> **What the task requires**
Extract from the entries below, exactly as given, only the lines from the line containing "Ok(data) => match" to the line containing "Err(e) if e.is_not_found()", both lines included.

> **Data for this exercise**
━━━━━━━━━━━━━━━━

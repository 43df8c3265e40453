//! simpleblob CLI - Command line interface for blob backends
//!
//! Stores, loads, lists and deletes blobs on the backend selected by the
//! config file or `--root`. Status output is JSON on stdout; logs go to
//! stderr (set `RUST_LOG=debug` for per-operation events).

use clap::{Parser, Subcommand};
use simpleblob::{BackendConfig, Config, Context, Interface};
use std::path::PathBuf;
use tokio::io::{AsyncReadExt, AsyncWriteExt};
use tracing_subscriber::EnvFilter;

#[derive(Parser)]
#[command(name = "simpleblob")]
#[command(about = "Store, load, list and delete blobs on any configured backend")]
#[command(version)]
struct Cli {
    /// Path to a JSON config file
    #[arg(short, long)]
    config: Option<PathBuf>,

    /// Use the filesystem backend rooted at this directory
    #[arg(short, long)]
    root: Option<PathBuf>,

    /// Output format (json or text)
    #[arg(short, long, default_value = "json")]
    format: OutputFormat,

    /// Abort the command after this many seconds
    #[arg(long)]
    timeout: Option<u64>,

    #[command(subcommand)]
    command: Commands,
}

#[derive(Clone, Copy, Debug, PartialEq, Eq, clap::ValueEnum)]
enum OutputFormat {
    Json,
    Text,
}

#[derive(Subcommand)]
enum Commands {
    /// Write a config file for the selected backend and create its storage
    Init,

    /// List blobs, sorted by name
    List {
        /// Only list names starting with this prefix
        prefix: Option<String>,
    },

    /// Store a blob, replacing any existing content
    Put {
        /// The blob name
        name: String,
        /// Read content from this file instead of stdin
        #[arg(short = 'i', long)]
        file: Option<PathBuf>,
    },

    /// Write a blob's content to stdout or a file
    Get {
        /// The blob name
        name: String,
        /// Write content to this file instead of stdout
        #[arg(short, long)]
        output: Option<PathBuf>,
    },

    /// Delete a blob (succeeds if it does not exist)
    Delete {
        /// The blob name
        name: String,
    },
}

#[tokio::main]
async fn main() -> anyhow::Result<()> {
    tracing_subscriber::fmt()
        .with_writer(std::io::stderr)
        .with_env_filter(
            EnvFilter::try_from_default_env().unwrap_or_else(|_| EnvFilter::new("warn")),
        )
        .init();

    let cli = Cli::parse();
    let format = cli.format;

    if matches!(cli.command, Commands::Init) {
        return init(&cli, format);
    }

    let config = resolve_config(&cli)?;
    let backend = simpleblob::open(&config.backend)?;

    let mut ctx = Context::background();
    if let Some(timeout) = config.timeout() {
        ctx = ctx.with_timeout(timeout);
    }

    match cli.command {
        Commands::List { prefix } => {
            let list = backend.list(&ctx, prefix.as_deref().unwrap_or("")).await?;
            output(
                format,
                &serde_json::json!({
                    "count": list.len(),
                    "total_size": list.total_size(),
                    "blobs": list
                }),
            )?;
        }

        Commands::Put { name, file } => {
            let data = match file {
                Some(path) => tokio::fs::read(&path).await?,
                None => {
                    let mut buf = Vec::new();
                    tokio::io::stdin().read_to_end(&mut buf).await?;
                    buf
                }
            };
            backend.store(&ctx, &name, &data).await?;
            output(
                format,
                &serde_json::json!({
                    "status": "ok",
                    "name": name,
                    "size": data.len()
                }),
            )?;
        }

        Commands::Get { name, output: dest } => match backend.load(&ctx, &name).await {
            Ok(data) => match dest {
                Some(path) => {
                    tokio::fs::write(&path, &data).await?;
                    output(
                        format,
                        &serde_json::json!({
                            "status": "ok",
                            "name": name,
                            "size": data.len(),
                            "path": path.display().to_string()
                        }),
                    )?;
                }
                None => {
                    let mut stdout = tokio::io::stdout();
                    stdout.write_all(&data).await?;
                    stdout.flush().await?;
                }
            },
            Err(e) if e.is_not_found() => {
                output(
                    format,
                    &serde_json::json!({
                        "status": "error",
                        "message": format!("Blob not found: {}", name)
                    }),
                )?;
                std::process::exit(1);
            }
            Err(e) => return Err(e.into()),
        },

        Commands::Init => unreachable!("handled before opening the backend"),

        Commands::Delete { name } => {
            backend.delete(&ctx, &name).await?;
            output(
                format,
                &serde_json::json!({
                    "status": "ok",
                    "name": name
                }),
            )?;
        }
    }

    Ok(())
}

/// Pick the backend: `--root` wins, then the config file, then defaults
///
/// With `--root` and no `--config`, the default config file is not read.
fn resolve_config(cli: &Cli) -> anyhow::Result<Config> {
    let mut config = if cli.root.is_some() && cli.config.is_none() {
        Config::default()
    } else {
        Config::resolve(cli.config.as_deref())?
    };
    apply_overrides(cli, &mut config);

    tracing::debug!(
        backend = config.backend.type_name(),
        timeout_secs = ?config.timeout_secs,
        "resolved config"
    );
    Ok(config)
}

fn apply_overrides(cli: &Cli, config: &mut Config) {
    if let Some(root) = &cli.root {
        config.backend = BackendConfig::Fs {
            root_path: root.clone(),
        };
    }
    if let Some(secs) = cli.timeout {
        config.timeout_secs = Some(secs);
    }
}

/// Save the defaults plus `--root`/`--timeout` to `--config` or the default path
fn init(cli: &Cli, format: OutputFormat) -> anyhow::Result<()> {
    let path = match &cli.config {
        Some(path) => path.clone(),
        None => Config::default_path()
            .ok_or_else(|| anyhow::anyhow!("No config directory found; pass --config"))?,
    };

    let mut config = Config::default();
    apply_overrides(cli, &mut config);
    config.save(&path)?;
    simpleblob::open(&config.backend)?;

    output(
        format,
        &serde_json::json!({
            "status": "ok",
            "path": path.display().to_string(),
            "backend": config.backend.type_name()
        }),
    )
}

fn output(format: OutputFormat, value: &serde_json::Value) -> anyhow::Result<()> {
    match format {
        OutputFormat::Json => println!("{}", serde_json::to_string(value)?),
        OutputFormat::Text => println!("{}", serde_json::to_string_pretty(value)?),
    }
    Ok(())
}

━━━━━━━━━━━━━━━━

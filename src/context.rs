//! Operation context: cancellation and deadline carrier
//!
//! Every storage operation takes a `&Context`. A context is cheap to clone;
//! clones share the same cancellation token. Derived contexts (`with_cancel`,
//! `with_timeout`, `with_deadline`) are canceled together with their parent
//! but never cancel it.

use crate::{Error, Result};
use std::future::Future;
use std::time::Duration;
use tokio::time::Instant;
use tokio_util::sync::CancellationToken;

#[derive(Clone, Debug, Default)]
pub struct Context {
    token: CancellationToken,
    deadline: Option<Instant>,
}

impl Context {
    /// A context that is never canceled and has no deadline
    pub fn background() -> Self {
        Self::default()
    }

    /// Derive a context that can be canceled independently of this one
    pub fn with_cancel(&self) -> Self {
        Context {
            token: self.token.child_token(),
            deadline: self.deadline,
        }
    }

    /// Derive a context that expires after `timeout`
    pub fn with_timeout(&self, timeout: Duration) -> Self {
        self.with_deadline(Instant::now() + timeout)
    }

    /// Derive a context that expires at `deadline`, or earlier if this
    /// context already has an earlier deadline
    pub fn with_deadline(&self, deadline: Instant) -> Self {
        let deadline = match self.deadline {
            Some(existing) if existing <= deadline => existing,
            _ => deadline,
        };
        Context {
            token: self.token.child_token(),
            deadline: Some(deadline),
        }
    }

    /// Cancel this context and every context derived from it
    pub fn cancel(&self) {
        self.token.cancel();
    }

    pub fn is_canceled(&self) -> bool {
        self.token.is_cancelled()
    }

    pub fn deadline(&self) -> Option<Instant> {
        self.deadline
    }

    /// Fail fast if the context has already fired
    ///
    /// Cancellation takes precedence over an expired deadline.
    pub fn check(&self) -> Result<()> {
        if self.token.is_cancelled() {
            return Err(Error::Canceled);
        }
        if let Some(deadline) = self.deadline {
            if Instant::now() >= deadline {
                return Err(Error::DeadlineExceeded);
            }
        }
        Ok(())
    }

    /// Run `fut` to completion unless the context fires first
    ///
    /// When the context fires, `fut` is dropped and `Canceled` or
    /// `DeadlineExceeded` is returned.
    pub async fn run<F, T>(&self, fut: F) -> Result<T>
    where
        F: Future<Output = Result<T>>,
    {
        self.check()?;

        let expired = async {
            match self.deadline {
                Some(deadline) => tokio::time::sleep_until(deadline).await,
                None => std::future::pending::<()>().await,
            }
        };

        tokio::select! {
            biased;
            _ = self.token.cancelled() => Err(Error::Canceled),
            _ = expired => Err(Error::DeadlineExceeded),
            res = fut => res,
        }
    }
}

━━━━━━━━━━━━━━━━

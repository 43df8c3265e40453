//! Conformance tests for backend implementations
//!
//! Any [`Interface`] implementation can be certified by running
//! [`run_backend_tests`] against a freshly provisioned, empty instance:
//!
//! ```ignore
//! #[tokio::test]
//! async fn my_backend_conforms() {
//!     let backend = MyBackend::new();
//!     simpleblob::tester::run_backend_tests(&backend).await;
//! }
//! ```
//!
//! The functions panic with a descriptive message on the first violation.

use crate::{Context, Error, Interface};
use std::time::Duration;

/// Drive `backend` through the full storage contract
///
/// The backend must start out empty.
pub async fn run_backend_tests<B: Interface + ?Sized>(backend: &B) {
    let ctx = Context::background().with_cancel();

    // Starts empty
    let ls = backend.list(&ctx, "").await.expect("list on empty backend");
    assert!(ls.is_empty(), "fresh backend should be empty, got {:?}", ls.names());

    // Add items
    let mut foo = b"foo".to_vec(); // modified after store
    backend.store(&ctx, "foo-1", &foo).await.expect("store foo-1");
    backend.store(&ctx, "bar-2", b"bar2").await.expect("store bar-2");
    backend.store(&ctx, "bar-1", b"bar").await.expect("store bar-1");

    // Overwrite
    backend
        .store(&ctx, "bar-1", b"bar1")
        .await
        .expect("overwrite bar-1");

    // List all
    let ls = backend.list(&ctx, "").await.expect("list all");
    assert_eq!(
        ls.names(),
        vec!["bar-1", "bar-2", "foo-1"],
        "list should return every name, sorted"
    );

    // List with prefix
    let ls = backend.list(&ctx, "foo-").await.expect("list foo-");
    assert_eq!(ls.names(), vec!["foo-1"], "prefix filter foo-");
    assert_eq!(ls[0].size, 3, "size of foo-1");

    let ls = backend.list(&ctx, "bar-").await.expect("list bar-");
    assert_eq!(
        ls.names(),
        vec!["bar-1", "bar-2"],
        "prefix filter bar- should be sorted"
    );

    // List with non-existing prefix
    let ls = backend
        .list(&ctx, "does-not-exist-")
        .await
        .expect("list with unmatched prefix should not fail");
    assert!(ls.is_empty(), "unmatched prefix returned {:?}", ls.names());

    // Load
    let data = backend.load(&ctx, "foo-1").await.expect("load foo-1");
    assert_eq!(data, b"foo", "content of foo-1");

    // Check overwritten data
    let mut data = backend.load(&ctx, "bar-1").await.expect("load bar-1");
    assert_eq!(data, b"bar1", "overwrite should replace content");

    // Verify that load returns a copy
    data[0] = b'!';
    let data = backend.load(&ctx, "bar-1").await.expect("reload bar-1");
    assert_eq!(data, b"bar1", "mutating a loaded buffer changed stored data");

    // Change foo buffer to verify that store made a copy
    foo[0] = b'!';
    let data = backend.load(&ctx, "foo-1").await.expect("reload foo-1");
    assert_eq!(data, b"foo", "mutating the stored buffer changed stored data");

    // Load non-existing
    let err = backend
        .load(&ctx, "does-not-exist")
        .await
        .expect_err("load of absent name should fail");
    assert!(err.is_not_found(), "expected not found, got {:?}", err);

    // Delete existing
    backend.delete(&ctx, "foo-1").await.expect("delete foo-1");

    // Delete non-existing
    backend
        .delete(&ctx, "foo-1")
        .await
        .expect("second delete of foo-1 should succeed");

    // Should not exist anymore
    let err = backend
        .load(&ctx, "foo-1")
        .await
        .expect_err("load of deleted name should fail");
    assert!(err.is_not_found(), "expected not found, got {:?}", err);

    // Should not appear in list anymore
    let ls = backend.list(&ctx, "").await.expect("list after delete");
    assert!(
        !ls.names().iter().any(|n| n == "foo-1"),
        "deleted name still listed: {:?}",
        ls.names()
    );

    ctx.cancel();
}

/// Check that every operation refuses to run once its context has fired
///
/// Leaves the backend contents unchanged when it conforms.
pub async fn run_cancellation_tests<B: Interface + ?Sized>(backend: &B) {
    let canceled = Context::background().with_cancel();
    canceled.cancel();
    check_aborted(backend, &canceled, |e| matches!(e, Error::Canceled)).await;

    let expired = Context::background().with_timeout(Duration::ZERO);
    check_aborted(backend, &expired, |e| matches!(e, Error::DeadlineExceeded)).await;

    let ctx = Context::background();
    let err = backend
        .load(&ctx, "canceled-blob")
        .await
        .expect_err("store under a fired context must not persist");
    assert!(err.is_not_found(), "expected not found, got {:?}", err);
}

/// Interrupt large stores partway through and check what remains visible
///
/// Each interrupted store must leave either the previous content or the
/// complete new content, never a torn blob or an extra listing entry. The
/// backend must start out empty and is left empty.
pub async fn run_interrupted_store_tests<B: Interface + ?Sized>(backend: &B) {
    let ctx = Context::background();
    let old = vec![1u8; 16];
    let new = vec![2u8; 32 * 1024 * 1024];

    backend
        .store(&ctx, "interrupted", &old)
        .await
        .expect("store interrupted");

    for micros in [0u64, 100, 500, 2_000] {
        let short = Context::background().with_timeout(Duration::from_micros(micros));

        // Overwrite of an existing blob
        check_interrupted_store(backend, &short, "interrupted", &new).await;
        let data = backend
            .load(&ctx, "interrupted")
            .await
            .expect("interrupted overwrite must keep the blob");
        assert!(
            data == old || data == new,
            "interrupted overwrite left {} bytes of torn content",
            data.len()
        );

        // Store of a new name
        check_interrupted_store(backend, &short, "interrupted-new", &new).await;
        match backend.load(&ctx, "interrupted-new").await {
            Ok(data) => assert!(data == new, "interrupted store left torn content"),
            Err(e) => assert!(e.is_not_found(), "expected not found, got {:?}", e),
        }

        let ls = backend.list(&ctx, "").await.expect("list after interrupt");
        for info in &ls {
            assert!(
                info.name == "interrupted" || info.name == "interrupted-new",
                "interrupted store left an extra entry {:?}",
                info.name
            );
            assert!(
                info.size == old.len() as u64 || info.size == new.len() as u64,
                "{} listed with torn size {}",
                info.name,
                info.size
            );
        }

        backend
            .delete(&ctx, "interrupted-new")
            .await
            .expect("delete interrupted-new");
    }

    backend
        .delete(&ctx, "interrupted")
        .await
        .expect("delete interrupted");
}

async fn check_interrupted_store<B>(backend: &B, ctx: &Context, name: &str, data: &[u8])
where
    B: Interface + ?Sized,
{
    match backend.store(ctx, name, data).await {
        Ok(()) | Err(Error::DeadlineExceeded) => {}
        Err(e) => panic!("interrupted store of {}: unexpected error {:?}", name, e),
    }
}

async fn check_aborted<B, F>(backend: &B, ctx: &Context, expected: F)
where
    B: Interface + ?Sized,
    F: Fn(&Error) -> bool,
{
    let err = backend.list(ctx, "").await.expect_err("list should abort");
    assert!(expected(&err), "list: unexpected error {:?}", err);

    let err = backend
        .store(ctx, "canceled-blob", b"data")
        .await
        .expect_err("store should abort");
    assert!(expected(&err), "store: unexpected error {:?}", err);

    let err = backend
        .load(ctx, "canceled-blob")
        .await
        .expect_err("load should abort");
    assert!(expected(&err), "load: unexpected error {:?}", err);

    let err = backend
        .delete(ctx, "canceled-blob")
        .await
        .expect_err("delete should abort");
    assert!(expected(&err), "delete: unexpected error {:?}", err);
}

━━━━━━━━━━━━━━━━

> **Solution below**
            Ok(data) => match dest {
                Some(path) => {
                    tokio::fs::write(&path, &data).await?;
                    output(
                        format,
                        &serde_json::json!({
                            "status": "ok",
                            "name": name,
                            "size": data.len(),
                            "path": path.display().to_string()
                        }),
                    )?;
                }
                None => {
                    let mut stdout = tokio::io::stdout();
                    stdout.write_all(&data).await?;
                    stdout.flush().await?;
                }
            },
            Err(e) if e.is_not_found() => {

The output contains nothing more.